# How is biometric data used to generate encryption keys?

I understand that biometric data such as fingerprints and face patterns are matched for recognition with a certain degree of tolerance to account for differences given by empiric factors (positioning, aging, dirt, different measurement tool, etc.).

Given that's the case, how are biometric characteristics used to generate encryption keys to encrypt and decrypt data?

I.e. If you encrypt data using a particular reading of a biometric characteristic, wouldn't the small differences in future readings prevent you from successfully decrypting the data?

• It was a wide-scale belief that any small change would prevent a signature to verify, still "difference is small enough" could be considered an NP instance provable in zero knowledge or converted into a signature.
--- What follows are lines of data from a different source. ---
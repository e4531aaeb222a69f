//! Library Context: the process-wide singleton created by
//! `init` and destroyed by `shutdown`.

use crate::options::LibraryOptions;
use std::os::fd::RawFd;
use std::path::PathBuf;

/// Configuration supplied to `init` (mirrors `nvc_config`).
#[derive(Debug, Clone)]
pub struct LibraryConfig {
    /// Host driver root path, default `/`.
    pub root: PathBuf,
    /// Path to the glibc ld.so cache, default `/etc/ld.so.cache`.
    pub ldcache: PathBuf,
    /// Unprivileged uid/gid the driver helper drops to.
    pub uid: u32,
    pub gid: u32,
    pub options: LibraryOptions,
    /// IMEX channel ids to make available, when requested by a caller.
    pub imex_channels: Vec<u32>,
    /// Use `mount(MS_MOVE)` instead of `pivot_root` for the ldconfig
    /// child's rootfs switch; needed when the calling
    /// process is itself confined somewhere `pivot_root` is rejected.
    pub no_pivot: bool,
}

impl Default for LibraryConfig {
    fn default() -> Self {
        Self {
            root: PathBuf::from("/"),
            ldcache: PathBuf::from("/etc/ld.so.cache"),
            uid: 0,
            gid: 0,
            options: LibraryOptions::empty(),
            imex_channels: Vec::new(),
            no_pivot: false,
        }
    }
}

/// Process-wide singleton threaded through every operation.
///
/// Held as an explicit value the coordinator owns and passes by
/// reference rather than hidden global state, constructed once by
/// `init` and dropped by `shutdown`.
pub struct LibraryContext {
    pub config: LibraryConfig,
    /// `/proc/self/ns/mnt` fd captured at construction time. Every
    /// namespace-entering operation restores this fd before returning,
    /// on every exit path.
    saved_mnt_ns: RawFd,
}

impl LibraryContext {
    /// Capture the calling process's own mount namespace fd and build a
    /// context around `config`. This is the only place that fd is
    /// captured; see the invariant on `saved_mnt_ns`.
    pub fn new(config: LibraryConfig) -> std::io::Result<Self> {
        let path = std::ffi::CString::new("/proc/self/ns/mnt").unwrap();
        let fd = unsafe { libc::open(path.as_ptr(), libc::O_RDONLY | libc::O_CLOEXEC) };
        if fd < 0 {
            return Err(std::io::Error::last_os_error());
        }
        Ok(Self {
            config,
            saved_mnt_ns: fd,
        })
    }

    /// The fd of the namespace every mount-namespace-entering operation
    /// must return to.
    pub fn saved_mnt_ns(&self) -> RawFd {
        self.saved_mnt_ns
    }
}

impl Drop for LibraryContext {
    fn drop(&mut self) {
        if self.saved_mnt_ns >= 0 {
            unsafe {
                libc::close(self.saved_mnt_ns);
            }
        }
    }
}

#[cfg(test)]
mod tests {
    use super::*;

    #[test]
    fn default_config_uses_host_root() {
        let cfg = LibraryConfig::default();
        assert_eq!(cfg.root, PathBuf::from("/"));
        assert_eq!(cfg.ldcache, PathBuf::from("/etc/ld.so.cache"));
    }

    #[test]
    fn context_captures_a_valid_mnt_ns_fd() {
        let ctx = LibraryContext::new(LibraryConfig::default()).expect("open mnt ns");
        assert!(ctx.saved_mnt_ns() >= 0);
    }
}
For encryption, we have a well-established research in error correction waiting for someone to do the homework. – Vadym Fedyukovych Apr 29 '18 at 10:05

We do not know how to extract a cryptographically secure key $K\in\{0,1\}^k$ for traditional symmetric encryption from biometric data $b$ such as fingerprints, by way of a function $F(b)\mapsto K$. As noted in the question, problem is that when the biometric data is re-acquired, the naturally occurring $b'$ will be slightly different from $b$ and we'll have $F(b)\ne F(b')$ unacceptably often, for about uniform $K$ of cryptographic interest (e.g. $k\ge80$ bits). That's including if how $F$ operates (e.g. minutiae extraction) is carefully tailored to the characteristics of the biometric data [#].
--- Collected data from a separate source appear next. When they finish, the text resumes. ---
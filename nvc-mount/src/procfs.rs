//! Procfs shroud and single-path procfs binds used by
//! the MIG capability steps (step 10), grounded in
//! `mount_procfs`/`mount_procfs_mig` of `nvc_mount.c`.

use crate::mountops::{self, STRICT_FLAGS};
use crate::record::RollbackList;
use nvc_core::{paths, NvcError, Result};
use std::os::unix::fs::PermissionsExt;
use std::path::Path;

const SHROUD_FILES: &[&str] = &["params", "version", "registry"];

/// `tmpfs` over `<rootfs>/proc/driver/nvidia`, populated with filtered
/// copies of `params`/`version`/`registry` read from the host. Files
/// missing on the host are skipped rather than failing the mount.
pub fn mount_procfs_shroud(host_root: &Path, rootfs: &Path, uid: u32, gid: u32, rollback: &mut RollbackList) -> Result<()> {
    let dst = mountops::in_rootfs(rootfs, paths::NV_PROC_DRIVER);
    nvc_fs::dir_create(&dst, uid, gid, 0o555)?;
    mountops::tmpfs_mount_tracked(&dst, "0555", STRICT_FLAGS, rollback)?;

    let src_dir = host_root.join(paths::NV_PROC_DRIVER.trim_start_matches('/'));
    for name in SHROUD_FILES {
        let src = src_dir.join(name);
        let mut contents = match std::fs::read_to_string(&src) {
            Ok(c) => c,
            Err(e) if e.kind() == std::io::ErrorKind::NotFound => {
                tracing::warn!("{} not found; skipping", src.display());
                continue;
            }
            Err(e) => return Err(NvcError::io(src.display().to_string(), e)),
        };
        if *name == "params" {
            contents = contents.replace("ModifyDeviceFiles: 1", "ModifyDeviceFiles: 0");
        }
        let dst_file = dst.join(name);
        nvc_fs::file_create(&dst_file, None, uid, gid, 0o444)?;
        nvc_fs::atomic_write(&dst_file, contents.as_bytes())?;
    }
    Ok(())
}

/// Bind-mount one procfs node (a GI/CI `access` file, or the global
/// `nvidia-caps` directory) read-only into the container.
pub fn mount_procfs_node(host_root: &Path, rootfs: &Path, rel: &str, uid: u32, gid: u32, rollback: &mut RollbackList) -> Result<()> {
    let src = host_root.join(rel.trim_start_matches('/'));
    let dst = mountops::in_rootfs(rootfs, rel);
    let meta = std::fs::symlink_metadata(&src).map_err(|e| NvcError::io(src.display().to_string(), e))?;
    let mode = meta.permissions().mode() & 0o7777;
    if meta.is_dir() {
        nvc_fs::dir_create(&dst, uid, gid, mode)?;
    } else {
        nvc_fs::file_create(&dst, None, uid, gid, mode)?;
    }
    mountops::bind_mount_tracked(&src, &dst, STRICT_FLAGS, true, rollback)
}

#[cfg(test)]
mod tests {
    use super::*;
    use tempfile::tempdir;

    #[test]
    fn procfs_node_rejects_missing_source() {
        let host = tempdir().unwrap();
        let rootfs = tempdir().unwrap();
        let mut rollback = RollbackList::new();
        let err = mount_procfs_node(host.path(), rootfs.path(), "/proc/driver/nvidia-caps", 0, 0, &mut rollback);
        assert!(err.is_err());
    }
}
Allowing $F(b')$ used for decryption to generate several guesses of $K$ (with the right one sorted out thanks to authenticated encryption) does not seem enough to get a workable system.

What does work is extracting a secure sketch as $S(b)\mapsto s$ so that

• for naturally occurring variations $b'$ of $b$, with high likelihood, the same key $K\in\{0,1\}^k$ can be extracted from $(b,s)$ and $(b',s)$ (and some public nonce $n$ if we want multiple $K$), using a function $F(b,s)$ or $F(b,s,n)$
• $s$ can be published without compromising the confidentiality of $K$ or/and $b$; including if $s'=S(b')$ gets published for several naturally occurring variations $b'$ of $b$.
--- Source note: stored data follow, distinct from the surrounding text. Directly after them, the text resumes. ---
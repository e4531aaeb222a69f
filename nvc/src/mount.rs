//! Mount sequencing: drives component J
//! ([`nvc_mount`]) over a resolved [`Selection`], raising `Phase::Mount`
//! for the whole call. Grounded in `nvc_driver_mount`'s caller-side
//! sequencing in `nvc.c`.

use nvc_container::ContainerDescriptor;
use nvc_core::model::DeviceNode;
use nvc_core::{DeviceInfo, DriverInfo, LibraryContext, Result, Selection};
use nvc_inventory::devices::{self, MigMinorsTable};
use nvc_mount::MountOrchestrator;
use nvc_priv::Phase;

/// Run `driver_mount` plus every selected device/MIG/IMEX mount for one
/// container, in dependency order: driver files, then devices, then
/// MIG access caps, then MIG global caps, then IMEX channels.
pub fn mount_driver(
    ctx: &LibraryContext,
    container: &ContainerDescriptor,
    driver_info: &DriverInfo,
    device_info: &DeviceInfo,
    selection: &Selection,
) -> Result<()> {
    let _guard = nvc_priv::enter_phase(Phase::Mount)?;
    let orchestrator = MountOrchestrator::new(ctx.config.root.clone());

    orchestrator.driver_mount(ctx, container, driver_info)?;

    for &gi in &selection.gpu_indices {
        orchestrator.device_mount(ctx, container, &device_info.gpus[gi].node)?;
    }

    for &(gi, mi) in &selection.mig_indices {
        orchestrator.mig_device_access_caps_mount(ctx, container, &device_info.gpus[gi].mig_instances[mi])?;
    }

    for &gi in &selection.gpu_indices {
        let cap_devices: Vec<DeviceNode> = device_info.gpus[gi]
            .mig_instances
            .iter()
            .flat_map(|m| [m.gi_caps_device.clone(), m.ci_caps_device.clone()])
            .flatten()
            .collect();
        if !cap_devices.is_empty() {
            orchestrator.device_mig_caps_mount(ctx, container, &cap_devices)?;
        }
    }

    if selection.mig_config_all || selection.mig_monitor_all {
        // Device nodes are only present for DEV-style drivers; PROC-style
        // drivers still get the procfs directory mounted unconditionally
        // inside the orchestrator calls below, with `device` left `None`.
        let mig_minors = MigMinorsTable::load(&ctx.config.root).unwrap_or_else(|_| MigMinorsTable::parse(""));

        if selection.mig_config_all {
            let device = mig_minors
                .config_minor()
                .and_then(|minor| devices::cap_device_node(&ctx.config.root, minor));
            orchestrator.mig_config_global_caps_mount(ctx, container, device.as_ref())?;
        }
        if selection.mig_monitor_all {
            let device = mig_minors
                .monitor_minor()
                .and_then(|minor| devices::cap_device_node(&ctx.config.root, minor));
            orchestrator.mig_monitor_global_caps_mount(ctx, container, device.as_ref())?;
        }
    }

    for &channel_id in &ctx.config.imex_channels {
        orchestrator.imex_channel_mount(ctx, container, channel_id)?;
    }

    Ok(())
}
A search for articles on secure sketch returns a lot of bibliography.

However the interest of biometric data as encryption key is dubious: biometric data, in particular fingerprint, is hard to keep secret, which is the primary attribute desired for an encryption key. Using fingerprints as a means of identification makes much more sense.

[#] Note: all claims to the contrary that I met fall into at least one of these pitfalls:

• the error rate is unacceptable, like for >5% of a population, an attempt to obtain the same $K$ a day after fails, even will allowance of two retries;
• some ancillary data (similar to $s$ above) is required along $K$ or stored in the scanning device (thus in the later case the number of users is limited, replacement of a failed single scanning device cause disruption, and multiple scanning devices must communicate in order to produce the same $K$);
• $K$ has very low entropy (say <40 bits), making it vulnerable to better-than-brute-force key search, and even conceivable that two users accidentally end up with the same $K$ if nothing but their biometrics is an input;
• some part of the method must remain secret, and is how the previous issue is masked.
• And of course people share fingerprints. There are documented cases in the legal press where this has happened. And the fingerprint birthday paradox too. – Paul Uszak Apr 27 '18 at 20:50

how are biometric characteristics used to generate encryption keys

I don't think any biometrical characteristics are used to generate any encryption keys.

One of the most valuable properties of encryption key is high entropy (randomness, uniqueness) which imho cannot be directly achieved by biometric readings

, wouldn't the small differences in future readings prevent you from successfully decrypting the data

yes they would

I could only imagine the biometric data are used to authenticate a user (as you already stated - with certain degree of confidence and tolerance) and the user identity could have assigned encryption keys - e. g. public key / certificate.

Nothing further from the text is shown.